Now 34 and married to director Tod Williams (“The Door in the Floor”), Mol still isn’t an It Girl, but she’s certainly in demand.

She spoke to The Associated Press while on location for “Boy of Pigs” — an independent coming-of-age drama set in 1963, in which she stars as a JFK paramour who befriends her 13-year-old neighbor (Cameron Bright). Like “Bettie,” it’s a role that caters to her sexy but sweet persona.

Audiences will see a lot of variety out of Mol in the next year or so. She has three features and a TV movie in the can. When “Boy of Pigs” started shooting, she had to bounce back and forth between Baltimore and New Mexico, where she was completing her work on “3:10 to Yuma,” a big-budget western starring Russell Crowe and Christian Bale.

After welling up in tears during a half-dozen takes of an emotional scene with Bright, Mol was quick to laugh, with a disarming honesty that she knows can get her in trouble. Unlike actors who insist they’re passionate about everything they do, she admits she takes some parts for the challenge, and others just to pay the bills.

AP: What did you like about “Boy of Pigs”?

Mol: I read it and it was probably one of the best female characters I’ve read in a while, and the whole script just moved me. ... You know those roles that you feel like you’re going to be able to sink your teeth into and do something with, and you really have to fight for them because they’re few and far between. I’ve been working much more in the past year, I think because of “Bettie,” but I still hadn’t found that next thing that was going to challenge me. This is it.

AP: Every story I’ve read about you has followed the same narrative: You were on the cover of a magazine and there was a backlash, and your career suffered for it, and now you’ve undergone this renaissance. I can’t imagine that you see it that way.

Mol: I don’t, but that’s what will only be written because it’s sort of like saying I was discovered in a coat check or something. Of course there’s more to that story. But in print, if you have two columns to tell someone’s story, you pick out the juicy details, and if that’s as juicy as it gets for me, then I guess I should be happy with that.

AP: You were working in a coat check when an agent spotted you, but you were already trying to break into acting, right?

Mol: Exactly. It’s not like I was sipping a milkshake, waiting, not knowing what I wanted to do.

AP: You’ve said there were times when you weren’t confident in your abilities. How did that change?
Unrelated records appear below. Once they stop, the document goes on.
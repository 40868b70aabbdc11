//! Message types for inter-layer communication in the actor-based architecture.
//!
//! This module defines all messages that flow between the front end, App, and Network layers.

pub mod app_events;
pub mod network;
pub mod snapshot;

pub use app_events::AppEvent;
pub use network::{NetworkCommand, NetworkResponse};
pub use snapshot::Snapshot;
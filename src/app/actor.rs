//! App actor - message loop processing App events, network responses and timers

use tokio::sync::mpsc;
use tokio::task::JoinHandle;

use crate::app::debounce::Debouncer;
use crate::app::state::AppState;
use crate::config::Config;
use crate::messages::{AppEvent, NetworkCommand, NetworkResponse, Snapshot};
use crate::store::RemoteStore;
use crate::workspace::Workspace;

/// App actor that processes events and network responses
pub struct AppActor {
    state: AppState,
    store: Option<RemoteStore>,
    network_tx: mpsc::UnboundedSender<NetworkCommand>,
    snapshot_tx: mpsc::UnboundedSender<Snapshot>,
    url_sync: Debouncer,
    autosave: Debouncer,
}

impl AppActor {
    pub fn new(
        workspace: Workspace,
        config: &Config,
        network_tx: mpsc::UnboundedSender<NetworkCommand>,
        snapshot_tx: mpsc::UnboundedSender<Snapshot>,
    ) -> Self {
        AppActor {
            state: AppState::new(workspace),
            store: None,
            network_tx,
            snapshot_tx,
            url_sync: Debouncer::new(config.query_sync_delay()),
            autosave: Debouncer::new(config.autosave_delay()),
        }
    }

    /// Save edits to this store; without one, edits stay local
    pub fn with_store(mut self, store: RemoteStore) -> Self {
        self.store = Some(store);
        self
    }

    /// Run the actor message loop
    pub async fn run(
        mut self,
        mut event_rx: mpsc::UnboundedReceiver<AppEvent>,
        mut net_rx: mpsc::UnboundedReceiver<NetworkResponse>,
    ) {
        self.publish();

        loop {
            tokio::select! {
                event = event_rx.recv() => {
                    let Some(event) = event else { break };
                    if matches!(event, AppEvent::Quit) {
                        self.quit().await;
                        break;
                    }
                    self.handle_event(event);
                    self.publish();
                }
                Some(response) = net_rx.recv() => {
                    self.state.handle_response(response);
                    self.publish();
                }
                _ = self.url_sync.due() => {
                    if self.state.sync_url() {
                        self.autosave.schedule();
                        self.publish();
                    }
                }
                _ = self.autosave.due() => {
                    if self.state.is_dirty() {
                        let _ = self.persist();
                    }
                }
            }
        }
    }

    fn handle_event(&mut self, event: AppEvent) {
        let changed = match event {
            AppEvent::Select(id) => {
                let _ = self.settle();
                if let Some(cmd) = self.state.select(&id) {
                    let _ = self.network_tx.send(cmd);
                }
                false
            }
            AppEvent::SetActiveEnvironment(needle) => {
                self.state.set_active_environment(needle.as_deref());
                false
            }
            AppEvent::EditUrl(url) => {
                // A URL edit supersedes any pending param rebuild
                self.url_sync.cancel();
                self.state.edit_url(url)
            }
            AppEvent::EditMethod(method) => self.state.edit_method(method),
            AppEvent::EditQueryParams(params) => {
                self.state.edit_query_params(params);
                self.url_sync.schedule();
                false
            }
            AppEvent::EditHeaders(headers) => self.state.edit_headers(headers),
            AppEvent::EditBody(text) => self.state.edit_body(text),
            AppEvent::SetBodyType(body_type) => self.state.set_body_type(body_type),
            AppEvent::EditFormParams(params) => self.state.edit_form_params(params),
            AppEvent::SetAuth(auth) => self.state.set_auth(auth),
            AppEvent::SetScript(script) => {
                self.state.set_script(script);
                false
            }
            AppEvent::Send => {
                self.flush_url_sync();
                self.autosave.cancel();
                let _ = self.persist();
                if let Some(cmd) = self.state.send() {
                    let _ = self.network_tx.send(cmd);
                }
                false
            }
            AppEvent::SendMessage(text) => {
                if let Some(cmd) = self.state.send_message(text) {
                    let _ = self.network_tx.send(cmd);
                }
                false
            }
            AppEvent::Disconnect => {
                if let Some(cmd) = self.state.disconnect() {
                    let _ = self.network_tx.send(cmd);
                }
                false
            }
            AppEvent::Quit => false,
        };

        if changed {
            self.autosave.schedule();
        }
    }

    /// Apply a pending param rebuild now
    fn flush_url_sync(&mut self) {
        if self.url_sync.cancel() {
            self.state.sync_url();
        }
    }

    /// Finish pending work on the current draft before leaving it
    fn settle(&mut self) -> Option<JoinHandle<()>> {
        self.flush_url_sync();
        self.autosave.cancel();
        if self.state.is_dirty() {
            self.persist()
        } else {
            None
        }
    }

    /// Save the draft in the background
    fn persist(&mut self) -> Option<JoinHandle<()>> {
        let draft = self.state.draft.clone()?;
        self.state.mark_persisted();
        let store = self.store.clone()?;

        Some(tokio::spawn(async move {
            match store.update_request(&draft).await {
                Ok(_) => tracing::debug!(request_id = %draft.id, "Request saved"),
                Err(e) => tracing::warn!(request_id = %draft.id, error = %e, "Auto-save failed"),
            }
        }))
    }

    async fn quit(&mut self) {
        let pending_save = self.settle();
        if let Some(cmd) = self.state.disconnect() {
            let _ = self.network_tx.send(cmd);
        }
        let _ = self.network_tx.send(NetworkCommand::Shutdown);
        if let Some(handle) = pending_save {
            let _ = handle.await;
        }
        self.publish();
    }

    fn publish(&self) {
        let _ = self.snapshot_tx.send(self.state.snapshot());
    }
}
Mol: It’s an ongoing struggle. Confidence is something that sometimes you have and sometimes you don’t. And the older you get, hopefully, the more you have some tools to at least fake it.

AP: How did the tears come so easily in the scene today?

Mol: It doesn’t always happen. You can’t think about it as a result, because it can still be valid even if there’s no tears. Sometimes tears are boring, frankly. Someone’s too busy feeling what the audience should be feeling.

AP: Photographer Bunny Yeager said about the real Bettie Page: “When she’s nude, she doesn’t seem naked.” How were you able to pull that off?

Mol: I don’t know how you do those things, but it’s part of the job and you just do it. ... So much of who Bettie was, was her comfort. The only time she was really ever fully alive, in my opinion, was when she was posing, and I had to go there, as much as I could, and hope that I could capture a morsel of that energy that she had.

AP: So the nudity was worth it?

Mol: Yeah. I believe in what Bettie believed in, like, “What’s the big deal?”

AP: Have you heard anyone say your name, “The Notorious Bettie Page” and “Oscar nomination” in the same sentence?

Mol: Well, I would be lying if I said I hadn’t heard that, just in a review or two. But, you know, the movie was released in April, and I just don’t see that happening at all. ... Once you even hear that, you start to look at how things actually unfold, and it all seems to be so much about inner workings, you know what I mean?